Tales of the Uke – Part 11

The last Tales of the Uke installment was in February. I’ve worked on a few songs since then that were more about gaining technical skills than learning and polishing to a performance level. The one exception was an Easter piece in April. Onward to something new!

At one point last year as part of my music education, Trevor had me work on a songwriting exercise. It was foreign territory but fun. I wrote the music notation on composition paper, starting with chords and building a simple (very simple!) melody from them. I kept my day job, but it was insightful to see and hear how songs are built.

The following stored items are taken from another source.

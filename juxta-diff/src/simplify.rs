//! Word-level simplification of edit scripts.
//!
//! A Myers script is minimal, not readable: `55:01` against `56:03` comes out
//! as a string of one-character edits with one-character equalities in
//! between. This pass walks the script one word at a time and, when a word's
//! edits are too fragmented to read, replaces the whole word with a single
//! change from the actual word to the expected word.
//!
//! Words are delimited by [`WORD_DELIMITER`](crate::WORD_DELIMITER) matches
//! inside equal deltas. The first word has no delimiter before it and the
//! last word has none after it.

use juxta_diff_core::{Delta, EditScript};

use crate::codepoints::{skip_chars, take_chars};
use crate::words::{Delimiter, first_delimiter, last_delimiter};

/// Thresholds that decide whether a word is readable as is.
///
/// A word is left alone when it has at most `max_edits` edits (a change
/// counts as two) and either its shortest edit is at least `shortest_edit`
/// codepoints long or the word itself is at least `longest_word` codepoints
/// long.
#[derive(Debug, Clone, Copy, PartialEq, Eq)]
pub struct SimplifyOptions {
    max_edits: usize,
    shortest_edit: usize,
    longest_word: usize,
}

impl Default for SimplifyOptions {
    fn default() -> Self {
        Self::new()
    }
}

impl SimplifyOptions {
    /// At most 2 edits, shortest edit 3, word length 5.
    pub const fn new() -> Self {
        Self {
            max_edits: 2,
            shortest_edit: 3,
            longest_word: 5,
        }
    }

    /// Sets the number of edits a readable word may contain.
    pub const fn max_edits(mut self, edits: usize) -> Self {
        self.max_edits = edits;
        self
    }

    /// Sets the edit length above which edits are considered readable.
    pub const fn shortest_edit(mut self, len: usize) -> Self {
        self.shortest_edit = len;
        self
    }

    /// Sets the word length above which words are considered readable.
    pub const fn longest_word(mut self, len: usize) -> Self {
        self.longest_word = len;
        self
    }

    fn keeps(&self, edits: usize, shortest_edit: usize, word_len: usize) -> bool {
        edits <= self.max_edits
            && (shortest_edit >= self.shortest_edit || word_len >= self.longest_word)
    }
}

/// Where a word ends.
#[derive(Debug, Clone, Copy)]
struct WordEnd {
    /// Index of the delta that holds the end of the word
    index: usize,
    /// The delimiter that ends the word, or `None` if the word runs to the
    /// end of the script
    delimiter: Option<Delimiter>,
}

/// Merges fragmented edits inside each word.
///
/// The result never has more deltas than `script` and reproduces the same
/// actual and expected texts.
pub fn simplify(script: EditScript, options: &SimplifyOptions) -> EditScript {
    let mut deltas = script.into_deltas();
    if deltas.len() >= 2 {
        let mut start = 0;
        loop {
            let end = find_end_of_word(&deltas, start);
            let end_index = merge_word(&mut deltas, start, end, options);
            if end_index + 1 >= deltas.len() {
                break;
            }
            start = end_index;
        }
    }
    let simplified: EditScript = deltas.into_iter().collect();
    trace!(%simplified, "simplify");
    simplified
}

/// Offset, within `delta`, at which the word that starts in it begins.
fn start_of_word(delta: &Delta) -> usize {
    if !delta.is_equal() {
        return 0;
    }
    last_delimiter(delta.source()).map_or(0, |d| d.end)
}

fn find_end_of_word(deltas: &[Delta], start: usize) -> WordEnd {
    for (index, delta) in deltas.iter().enumerate().skip(start + 1) {
        if !delta.is_equal() {
            continue;
        }
        if let Some(delimiter) = first_delimiter(delta.source()) {
            return WordEnd {
                index,
                delimiter: Some(delimiter),
            };
        }
    }
    WordEnd {
        index: deltas.len() - 1,
        delimiter: None,
    }
}

/// Simplifies `deltas[start..=end.index]` in place, returning the new index
/// of the delta that holds the end of the word.
fn merge_word(
    deltas: &mut Vec<Delta>,
    start: usize,
    end: WordEnd,
    options: &SimplifyOptions,
) -> usize {
    let run = &deltas[start..=end.index];
    if run.len() < 2 {
        return end.index;
    }
    let Some(shortest_edit) = run
        .iter()
        .filter(|d| !d.is_equal())
        .map(Delta::edit_len)
        .min()
    else {
        return end.index;
    };
    let edits: usize = run.iter().map(|d| d.kind().edit_count()).sum();

    let first = &run[0];
    let last = &run[run.len() - 1];
    let word_start = start_of_word(first);
    let after_delimiter = end
        .delimiter
        .map_or(0, |d| last.source_len().saturating_sub(d.end));
    let source_len: usize = run.iter().map(Delta::source_len).sum();
    let target_len: usize = run.iter().map(Delta::target_len).sum();
    let word_len = source_len
        .max(target_len)
        .saturating_sub(word_start + after_delimiter);

    if options.keeps(edits, shortest_edit, word_len) {
        return end.index;
    }

    let word_end = end.delimiter.map(|d| d.start);
    let mut actual_word = String::new();
    let mut expected_word = String::new();
    for (offset, delta) in run.iter().enumerate() {
        let (mut source, mut target) = (delta.source(), delta.target());
        if offset == 0 {
            source = skip_chars(source, word_start);
            target = skip_chars(target, word_start);
        }
        if offset == run.len() - 1
            && let Some(word_end) = word_end
        {
            source = take_chars(source, word_end);
            target = take_chars(target, word_end);
        }
        actual_word.push_str(source);
        expected_word.push_str(target);
    }

    let mut replacement = Vec::with_capacity(3);
    let prefix = take_chars(first.source(), word_start);
    if !prefix.is_empty() {
        replacement.push(Delta::Equal(prefix.to_owned()));
    }
    debug!(actual = %actual_word, expected = %expected_word, edits, word_len, "merging word");
    replacement.extend(Delta::from_spans(actual_word, expected_word));
    if let Some(word_end) = word_end {
        let remainder = skip_chars(last.source(), word_end);
        if !remainder.is_empty() {
            replacement.push(Delta::Equal(remainder.to_owned()));
        }
    }

    let new_end = start + replacement.len().saturating_sub(1);
    deltas.splice(start..=end.index, replacement);
    new_end
}
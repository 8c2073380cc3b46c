//! Interrupt-Safe Spinlock
//!
//! Every mutation of a capability table or run queue happens inside a
//! critical section: local interrupts off, then the spinlock held.
//! The guard undoes both on drop, so early returns and error paths cannot
//! leave a lock behind.
//!
//! Interrupt masking is modelled as a per-core nesting depth. The hosted
//! build has no interrupt controller, so the depth is the whole state.

use core::mem::ManuallyDrop;
use core::ops::{Deref, DerefMut};
use core::sync::atomic::{AtomicUsize, Ordering};

use spin::{Mutex, MutexGuard};

/// Nesting depth of interrupt-disabled sections on this core.
static IRQ_DISABLE_DEPTH: AtomicUsize = AtomicUsize::new(0);

/// Disable local interrupts.
#[inline]
fn irq_disable() {
    IRQ_DISABLE_DEPTH.fetch_add(1, Ordering::Acquire);
}

/// Undo one [`irq_disable`]; interrupts come back at depth zero.
#[inline]
fn irq_restore() {
    IRQ_DISABLE_DEPTH.fetch_sub(1, Ordering::Release);
}

/// Spinlock that also masks local interrupts while held.
pub struct IrqSpinLock<T> {
    inner: Mutex<T>,
}

impl<T> IrqSpinLock<T> {
    pub const fn new(data: T) -> Self {
        Self {
            inner: Mutex::new(data),
        }
    }

    /// Enter the critical section.
    pub fn lock(&self) -> IrqGuard<'_, T> {
        irq_disable();
        IrqGuard {
            guard: ManuallyDrop::new(self.inner.lock()),
        }
    }

    /// Enter the critical section only if the lock is free.
    pub fn try_lock(&self) -> Option<IrqGuard<'_, T>> {
        irq_disable();
        match self.inner.try_lock() {
            Some(guard) => Some(IrqGuard {
                guard: ManuallyDrop::new(guard),
            }),
            None => {
                irq_restore();
                None
            }
        }
    }

    /// Mutable access without locking; `&mut self` proves exclusivity.
    pub fn get_mut(&mut self) -> &mut T {
        self.inner.get_mut()
    }
}

/// Proof that interrupts are disabled and the lock is held.
pub struct IrqGuard<'a, T> {
    guard: ManuallyDrop<MutexGuard<'a, T>>,
}

impl<T> Deref for IrqGuard<'_, T> {
    type Target = T;
    fn deref(&self) -> &T {
        &self.guard
    }
}

impl<T> DerefMut for IrqGuard<'_, T> {
    fn deref_mut(&mut self) -> &mut T {
        &mut self.guard
    }
}

impl<T> Drop for IrqGuard<'_, T> {
    fn drop(&mut self) {
        // Unlock first, interrupts back on last.
        // SAFETY: the guard is dropped exactly once, here.
        unsafe { ManuallyDrop::drop(&mut self.guard) };
        irq_restore();
    }
}
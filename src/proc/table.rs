//! Process Arena
//!
//! Processes live in a fixed number of slots. Every cross-process link the
//! IPC core keeps (sender queues, async markers, blocked-on targets) is a
//! slot index into this arena, never a reference.
//!
//! # Design
//! - Each slot carries a generation that is bumped when its process is
//!   removed, so endpoints naming the old occupant stop resolving

use alloc::vec::Vec;

use super::endpoint::Endpoint;
use super::process::Process;
use crate::error::{KernelError, KernelResult};

#[derive(Debug)]
pub struct ProcessTable {
    slots: Vec<Option<Process>>,
    generations: Vec<u16>,
}

impl ProcessTable {
    pub fn new(capacity: usize) -> Self {
        let mut slots = Vec::with_capacity(capacity);
        slots.resize_with(capacity, || None);
        Self {
            slots,
            generations: alloc::vec![0; capacity],
        }
    }

    pub fn capacity(&self) -> usize {
        self.slots.len()
    }

    pub fn len(&self) -> usize {
        self.slots.iter().filter(|s| s.is_some()).count()
    }

    pub fn is_empty(&self) -> bool {
        self.len() == 0
    }

    /// Place a new process in the lowest free slot.
    ///
    /// `build` receives the endpoint the process will be known by.
    pub fn insert<F>(&mut self, build: F) -> KernelResult<Endpoint>
    where
        F: FnOnce(Endpoint) -> Process,
    {
        let slot = self
            .slots
            .iter()
            .position(Option::is_none)
            .ok_or(KernelError::OutOfCapacity)?;
        let ep = Endpoint::new(slot, self.generations[slot]);
        self.slots[slot] = Some(build(ep));
        Ok(ep)
    }

    /// Slot of the live process named by `ep`.
    pub fn resolve(&self, ep: Endpoint) -> KernelResult<usize> {
        if ep.is_kernel_source() {
            return Err(KernelError::NoSuchProcess);
        }
        let slot = ep.slot();
        match self.slots.get(slot) {
            Some(Some(p)) if p.endpoint == ep => Ok(slot),
            _ => Err(KernelError::NoSuchProcess),
        }
    }

    pub fn get(&self, ep: Endpoint) -> KernelResult<&Process> {
        let slot = self.resolve(ep)?;
        self.at(slot)
    }

    pub fn get_mut(&mut self, ep: Endpoint) -> KernelResult<&mut Process> {
        let slot = self.resolve(ep)?;
        self.at_mut(slot)
    }

    /// Process in `slot`.
    pub fn at(&self, slot: usize) -> KernelResult<&Process> {
        self.slots
            .get(slot)
            .and_then(Option::as_ref)
            .ok_or(KernelError::NoSuchProcess)
    }

    pub fn at_mut(&mut self, slot: usize) -> KernelResult<&mut Process> {
        self.slots
            .get_mut(slot)
            .and_then(Option::as_mut)
            .ok_or(KernelError::NoSuchProcess)
    }

    /// Take the process out of the arena and retire its endpoint.
    pub fn remove(&mut self, slot: usize) -> KernelResult<Process> {
        let proc = self
            .slots
            .get_mut(slot)
            .and_then(Option::take)
            .ok_or(KernelError::NoSuchProcess)?;
        self.generations[slot] = self.generations[slot].wrapping_add(1);
        Ok(proc)
    }

    /// Live processes with their slots.
    pub fn iter(&self) -> impl Iterator<Item = (usize, &Process)> {
        self.slots
            .iter()
            .enumerate()
            .filter_map(|(i, p)| p.as_ref().map(|p| (i, p)))
    }

    pub fn iter_mut(&mut self) -> impl Iterator<Item = (usize, &mut Process)> {
        self.slots
            .iter_mut()
            .enumerate()
            .filter_map(|(i, p)| p.as_mut().map(|p| (i, p)))
    }
}

#[cfg(test)]
mod tests {
    use super::*;
    use crate::sched::SchedParams;

    fn build(ep: Endpoint) -> Process {
        Process::new(ep, "t", 4, 2, SchedParams::new(7, 4))
    }

    #[test]
    fn test_insert_and_resolve() {
        let mut t = ProcessTable::new(4);
        let a = t.insert(build).unwrap();
        let b = t.insert(build).unwrap();
        assert_eq!(t.resolve(a), Ok(0));
        assert_eq!(t.resolve(b), Ok(1));
        assert_eq!(t.get(b).unwrap().endpoint(), b);
        assert_eq!(t.len(), 2);
    }

    #[test]
    fn test_full_arena() {
        let mut t = ProcessTable::new(1);
        t.insert(build).unwrap();
        assert_eq!(t.insert(build), Err(KernelError::OutOfCapacity));
    }

    #[test]
    fn test_removed_endpoint_stops_resolving() {
        let mut t = ProcessTable::new(2);
        let a = t.insert(build).unwrap();
        t.remove(0).unwrap();
        assert_eq!(t.resolve(a), Err(KernelError::NoSuchProcess));
        let again = t.insert(build).unwrap();
        assert_eq!(again.slot(), a.slot());
        assert_ne!(again, a);
        assert_eq!(t.resolve(a), Err(KernelError::NoSuchProcess));
    }

    #[test]
    fn test_kernel_sources_do_not_resolve() {
        let t = ProcessTable::new(2);
        assert_eq!(t.resolve(Endpoint::HARDWARE), Err(KernelError::NoSuchProcess));
    }
}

We talked about doing a video recording of ourselves performing the piece but got busy with other songs.

My lessons during the health crisis are done via video distance learning, which is a bit challenging. The lessons have not been in real time so feedback hasn’t been either, but Trevor suggested I try the songwriting exercise again. He set parameters and gave me a week to come up with something. The rules were as follows:

Section A – Should be on the melancholic side, so emphasize minor chords. This part should be strummed. Pick a strumming pattern.

Section B – Emphasize major chords, and use fingerpicking in this part.

Section A Prime – Repeat Section A, but make slight variations on a few chords.

Section B – Exact repeat of first Section B.

Section C – No guidelines. Whatever you want that fits.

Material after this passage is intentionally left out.